### Task details
Only the opening lines of the listing, through the one with "longer be accepted.", are to be retyped, each exactly as it stands.

### Dataset excerpts
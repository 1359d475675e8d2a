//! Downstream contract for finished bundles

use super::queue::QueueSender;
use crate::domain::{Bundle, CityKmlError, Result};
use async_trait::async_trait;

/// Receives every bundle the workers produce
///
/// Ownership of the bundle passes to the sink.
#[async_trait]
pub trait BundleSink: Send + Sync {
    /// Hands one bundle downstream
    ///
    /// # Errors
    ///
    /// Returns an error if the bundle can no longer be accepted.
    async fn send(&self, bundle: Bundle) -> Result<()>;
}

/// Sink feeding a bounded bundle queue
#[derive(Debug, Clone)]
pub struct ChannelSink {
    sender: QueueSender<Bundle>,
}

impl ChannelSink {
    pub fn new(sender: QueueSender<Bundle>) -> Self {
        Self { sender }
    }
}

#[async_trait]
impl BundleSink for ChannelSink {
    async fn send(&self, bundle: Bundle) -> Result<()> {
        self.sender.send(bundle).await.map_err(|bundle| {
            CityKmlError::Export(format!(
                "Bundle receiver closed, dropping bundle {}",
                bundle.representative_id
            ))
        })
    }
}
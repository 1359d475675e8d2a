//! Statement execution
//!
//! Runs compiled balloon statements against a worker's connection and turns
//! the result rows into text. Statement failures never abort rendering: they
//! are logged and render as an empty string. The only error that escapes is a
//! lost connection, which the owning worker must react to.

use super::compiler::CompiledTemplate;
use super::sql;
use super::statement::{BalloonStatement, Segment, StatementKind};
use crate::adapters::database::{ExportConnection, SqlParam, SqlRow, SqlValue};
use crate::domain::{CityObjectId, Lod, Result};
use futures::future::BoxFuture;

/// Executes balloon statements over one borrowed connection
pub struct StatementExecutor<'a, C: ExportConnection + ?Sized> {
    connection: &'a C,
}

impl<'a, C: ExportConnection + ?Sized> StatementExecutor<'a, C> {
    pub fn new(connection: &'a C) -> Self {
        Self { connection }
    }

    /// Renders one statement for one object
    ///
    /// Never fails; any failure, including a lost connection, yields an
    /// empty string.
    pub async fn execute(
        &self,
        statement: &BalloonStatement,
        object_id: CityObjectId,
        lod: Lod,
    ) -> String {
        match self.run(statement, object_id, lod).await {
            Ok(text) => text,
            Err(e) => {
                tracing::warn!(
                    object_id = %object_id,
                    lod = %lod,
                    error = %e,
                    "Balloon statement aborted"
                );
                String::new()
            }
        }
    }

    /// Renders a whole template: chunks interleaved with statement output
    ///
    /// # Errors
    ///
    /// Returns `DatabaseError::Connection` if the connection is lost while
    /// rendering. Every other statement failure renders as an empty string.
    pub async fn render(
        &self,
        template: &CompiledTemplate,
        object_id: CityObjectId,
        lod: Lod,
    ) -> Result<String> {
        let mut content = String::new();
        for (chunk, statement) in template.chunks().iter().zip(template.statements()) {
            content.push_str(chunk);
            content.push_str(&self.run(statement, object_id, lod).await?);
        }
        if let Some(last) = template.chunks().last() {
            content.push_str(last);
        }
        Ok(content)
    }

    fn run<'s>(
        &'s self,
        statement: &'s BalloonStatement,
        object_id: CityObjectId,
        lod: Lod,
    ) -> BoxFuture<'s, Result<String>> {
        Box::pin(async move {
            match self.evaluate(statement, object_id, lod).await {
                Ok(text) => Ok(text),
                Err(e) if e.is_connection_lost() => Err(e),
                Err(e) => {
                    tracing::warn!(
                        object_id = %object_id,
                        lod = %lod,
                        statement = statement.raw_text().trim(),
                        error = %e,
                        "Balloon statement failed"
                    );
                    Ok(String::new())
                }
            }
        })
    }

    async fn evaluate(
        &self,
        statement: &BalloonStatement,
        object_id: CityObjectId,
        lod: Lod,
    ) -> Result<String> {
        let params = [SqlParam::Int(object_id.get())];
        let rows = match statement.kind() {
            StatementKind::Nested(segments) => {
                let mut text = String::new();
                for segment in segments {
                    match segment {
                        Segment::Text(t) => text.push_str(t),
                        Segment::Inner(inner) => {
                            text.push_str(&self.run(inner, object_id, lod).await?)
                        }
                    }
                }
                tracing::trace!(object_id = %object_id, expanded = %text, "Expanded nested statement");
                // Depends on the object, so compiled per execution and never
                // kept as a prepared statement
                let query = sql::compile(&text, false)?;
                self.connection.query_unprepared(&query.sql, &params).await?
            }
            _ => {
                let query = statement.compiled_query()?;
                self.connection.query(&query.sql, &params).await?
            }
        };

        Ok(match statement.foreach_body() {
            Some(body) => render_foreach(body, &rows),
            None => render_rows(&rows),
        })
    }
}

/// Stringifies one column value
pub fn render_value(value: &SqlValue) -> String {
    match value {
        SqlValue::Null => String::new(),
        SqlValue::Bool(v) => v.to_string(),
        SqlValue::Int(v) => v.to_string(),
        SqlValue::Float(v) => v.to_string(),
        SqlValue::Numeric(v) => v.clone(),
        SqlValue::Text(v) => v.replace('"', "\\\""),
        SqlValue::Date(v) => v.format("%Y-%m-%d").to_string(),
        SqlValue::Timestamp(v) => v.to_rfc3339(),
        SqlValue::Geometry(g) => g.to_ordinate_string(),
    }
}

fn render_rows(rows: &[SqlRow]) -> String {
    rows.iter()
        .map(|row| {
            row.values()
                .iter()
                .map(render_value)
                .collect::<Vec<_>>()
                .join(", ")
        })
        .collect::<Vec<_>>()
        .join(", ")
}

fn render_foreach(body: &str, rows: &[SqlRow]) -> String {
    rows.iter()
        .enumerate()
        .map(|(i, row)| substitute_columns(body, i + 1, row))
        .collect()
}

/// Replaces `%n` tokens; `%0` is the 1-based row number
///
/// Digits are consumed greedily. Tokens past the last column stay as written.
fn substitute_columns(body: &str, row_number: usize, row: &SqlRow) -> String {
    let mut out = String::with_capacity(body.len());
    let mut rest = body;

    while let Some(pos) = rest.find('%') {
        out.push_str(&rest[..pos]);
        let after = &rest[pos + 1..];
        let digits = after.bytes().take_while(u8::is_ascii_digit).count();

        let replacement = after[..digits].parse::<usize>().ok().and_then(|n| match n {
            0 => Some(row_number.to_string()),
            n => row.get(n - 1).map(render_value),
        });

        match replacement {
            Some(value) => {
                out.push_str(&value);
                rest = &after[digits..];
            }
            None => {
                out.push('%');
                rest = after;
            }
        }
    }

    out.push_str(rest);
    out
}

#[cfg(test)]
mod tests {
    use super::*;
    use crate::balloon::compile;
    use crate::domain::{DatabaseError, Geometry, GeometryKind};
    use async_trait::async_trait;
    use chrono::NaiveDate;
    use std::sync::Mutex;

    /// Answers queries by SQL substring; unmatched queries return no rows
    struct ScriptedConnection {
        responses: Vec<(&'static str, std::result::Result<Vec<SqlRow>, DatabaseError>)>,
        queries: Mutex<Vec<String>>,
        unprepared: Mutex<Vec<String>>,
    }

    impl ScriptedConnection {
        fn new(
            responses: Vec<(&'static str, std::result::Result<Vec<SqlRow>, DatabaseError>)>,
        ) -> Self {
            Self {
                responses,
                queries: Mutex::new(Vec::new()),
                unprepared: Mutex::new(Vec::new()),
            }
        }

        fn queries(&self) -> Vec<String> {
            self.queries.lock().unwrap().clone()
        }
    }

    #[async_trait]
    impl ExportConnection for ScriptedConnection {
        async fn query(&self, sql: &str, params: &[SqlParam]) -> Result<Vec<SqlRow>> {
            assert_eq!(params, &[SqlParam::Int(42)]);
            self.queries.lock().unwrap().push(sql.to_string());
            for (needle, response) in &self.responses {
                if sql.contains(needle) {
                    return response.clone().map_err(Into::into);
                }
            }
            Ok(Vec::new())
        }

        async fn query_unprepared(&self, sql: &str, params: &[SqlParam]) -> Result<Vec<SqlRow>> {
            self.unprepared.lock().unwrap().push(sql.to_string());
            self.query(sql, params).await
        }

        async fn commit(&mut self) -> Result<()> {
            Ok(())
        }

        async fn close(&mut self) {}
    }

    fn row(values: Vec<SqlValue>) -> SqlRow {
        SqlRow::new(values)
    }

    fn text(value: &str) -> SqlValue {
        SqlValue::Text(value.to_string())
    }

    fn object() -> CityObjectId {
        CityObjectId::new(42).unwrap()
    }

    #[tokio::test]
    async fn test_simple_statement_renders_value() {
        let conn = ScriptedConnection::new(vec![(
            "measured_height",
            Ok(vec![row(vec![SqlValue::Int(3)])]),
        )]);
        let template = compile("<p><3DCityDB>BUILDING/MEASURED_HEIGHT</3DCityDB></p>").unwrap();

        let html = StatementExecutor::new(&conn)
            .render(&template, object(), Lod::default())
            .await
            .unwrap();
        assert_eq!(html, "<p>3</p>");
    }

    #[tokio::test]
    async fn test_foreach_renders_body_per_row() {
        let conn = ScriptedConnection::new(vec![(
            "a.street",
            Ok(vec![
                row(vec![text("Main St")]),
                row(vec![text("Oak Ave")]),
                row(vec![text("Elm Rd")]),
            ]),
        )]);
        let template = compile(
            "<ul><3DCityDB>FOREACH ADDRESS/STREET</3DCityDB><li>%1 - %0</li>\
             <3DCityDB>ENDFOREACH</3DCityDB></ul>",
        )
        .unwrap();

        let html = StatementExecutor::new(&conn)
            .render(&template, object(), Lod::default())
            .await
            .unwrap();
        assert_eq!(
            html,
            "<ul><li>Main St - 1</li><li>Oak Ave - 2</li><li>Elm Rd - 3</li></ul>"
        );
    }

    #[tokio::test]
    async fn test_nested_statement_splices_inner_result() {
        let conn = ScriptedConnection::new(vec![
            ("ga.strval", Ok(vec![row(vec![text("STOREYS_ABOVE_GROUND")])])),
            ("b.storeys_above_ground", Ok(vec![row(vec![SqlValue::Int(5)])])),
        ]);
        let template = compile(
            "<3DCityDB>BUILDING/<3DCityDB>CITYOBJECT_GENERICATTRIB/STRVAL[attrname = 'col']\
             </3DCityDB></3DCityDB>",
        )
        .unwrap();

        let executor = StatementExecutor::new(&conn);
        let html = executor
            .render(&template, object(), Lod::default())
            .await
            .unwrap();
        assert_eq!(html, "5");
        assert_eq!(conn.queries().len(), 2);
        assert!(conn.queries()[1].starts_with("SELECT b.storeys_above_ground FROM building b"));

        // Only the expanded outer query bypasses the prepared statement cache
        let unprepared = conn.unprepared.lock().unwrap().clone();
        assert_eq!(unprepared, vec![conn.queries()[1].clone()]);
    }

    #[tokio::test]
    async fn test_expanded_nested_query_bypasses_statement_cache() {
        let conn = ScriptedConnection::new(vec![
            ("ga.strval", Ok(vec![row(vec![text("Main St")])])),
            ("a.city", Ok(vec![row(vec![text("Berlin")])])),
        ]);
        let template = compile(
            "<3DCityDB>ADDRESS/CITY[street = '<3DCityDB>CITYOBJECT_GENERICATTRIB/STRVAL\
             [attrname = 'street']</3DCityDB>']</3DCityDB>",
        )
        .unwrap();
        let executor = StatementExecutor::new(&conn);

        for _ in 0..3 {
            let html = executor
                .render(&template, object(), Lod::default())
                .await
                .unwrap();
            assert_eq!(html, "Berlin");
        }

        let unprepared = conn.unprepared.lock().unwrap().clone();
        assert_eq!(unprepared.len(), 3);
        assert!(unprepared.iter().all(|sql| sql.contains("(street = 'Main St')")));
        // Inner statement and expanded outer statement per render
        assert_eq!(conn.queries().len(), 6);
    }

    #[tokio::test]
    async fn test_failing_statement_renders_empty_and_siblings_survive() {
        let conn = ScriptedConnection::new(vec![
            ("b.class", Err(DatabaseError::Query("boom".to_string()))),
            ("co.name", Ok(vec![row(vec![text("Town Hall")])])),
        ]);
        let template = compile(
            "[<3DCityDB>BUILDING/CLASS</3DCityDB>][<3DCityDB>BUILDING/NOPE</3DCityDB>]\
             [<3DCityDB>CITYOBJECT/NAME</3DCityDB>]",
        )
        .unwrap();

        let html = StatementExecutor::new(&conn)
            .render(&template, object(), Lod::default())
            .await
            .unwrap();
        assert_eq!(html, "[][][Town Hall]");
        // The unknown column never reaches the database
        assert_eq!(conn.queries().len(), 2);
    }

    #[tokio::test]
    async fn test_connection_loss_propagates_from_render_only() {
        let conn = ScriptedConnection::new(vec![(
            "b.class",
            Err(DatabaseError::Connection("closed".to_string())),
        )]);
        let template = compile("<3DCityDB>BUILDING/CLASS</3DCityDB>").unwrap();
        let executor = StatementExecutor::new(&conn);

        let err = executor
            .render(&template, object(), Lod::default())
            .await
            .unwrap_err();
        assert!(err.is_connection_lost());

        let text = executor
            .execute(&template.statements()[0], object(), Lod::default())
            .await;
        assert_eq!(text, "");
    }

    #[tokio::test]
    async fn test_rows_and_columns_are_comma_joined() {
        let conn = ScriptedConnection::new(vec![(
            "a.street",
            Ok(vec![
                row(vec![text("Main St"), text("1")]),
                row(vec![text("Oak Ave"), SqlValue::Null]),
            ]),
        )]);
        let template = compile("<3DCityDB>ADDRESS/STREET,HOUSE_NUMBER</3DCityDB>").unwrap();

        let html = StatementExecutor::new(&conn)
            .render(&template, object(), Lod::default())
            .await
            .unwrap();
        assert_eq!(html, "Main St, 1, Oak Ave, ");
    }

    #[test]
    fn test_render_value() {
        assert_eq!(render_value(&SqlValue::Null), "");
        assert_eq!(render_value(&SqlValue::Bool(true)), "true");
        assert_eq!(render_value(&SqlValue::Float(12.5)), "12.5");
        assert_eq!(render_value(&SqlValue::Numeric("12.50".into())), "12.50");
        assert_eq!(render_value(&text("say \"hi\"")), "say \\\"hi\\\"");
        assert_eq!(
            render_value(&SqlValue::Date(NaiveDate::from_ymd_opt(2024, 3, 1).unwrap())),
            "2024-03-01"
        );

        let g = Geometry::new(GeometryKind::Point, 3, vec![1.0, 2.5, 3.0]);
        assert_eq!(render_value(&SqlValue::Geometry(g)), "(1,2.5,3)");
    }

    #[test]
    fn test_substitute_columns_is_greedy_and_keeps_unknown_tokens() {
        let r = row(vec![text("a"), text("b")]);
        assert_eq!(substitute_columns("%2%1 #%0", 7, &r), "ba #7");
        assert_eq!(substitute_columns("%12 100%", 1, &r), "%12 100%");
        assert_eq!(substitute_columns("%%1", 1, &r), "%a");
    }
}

### Written reply
repository 1359d475675e8d2a
//! Downstream contract for finished bundles

use super::queue::QueueSender;
use crate::domain::{Bundle, CityKmlError, Result};
use async_trait::async_trait;

/// Receives every bundle the workers produce
///
/// Ownership of the bundle passes to the sink.
#[async_trait]
pub trait BundleSink: Send + Sync {
    /// Hands one bundle downstream
    ///
    /// # Errors
    ///
    /// Returns an error if the bundle can no longer be accepted.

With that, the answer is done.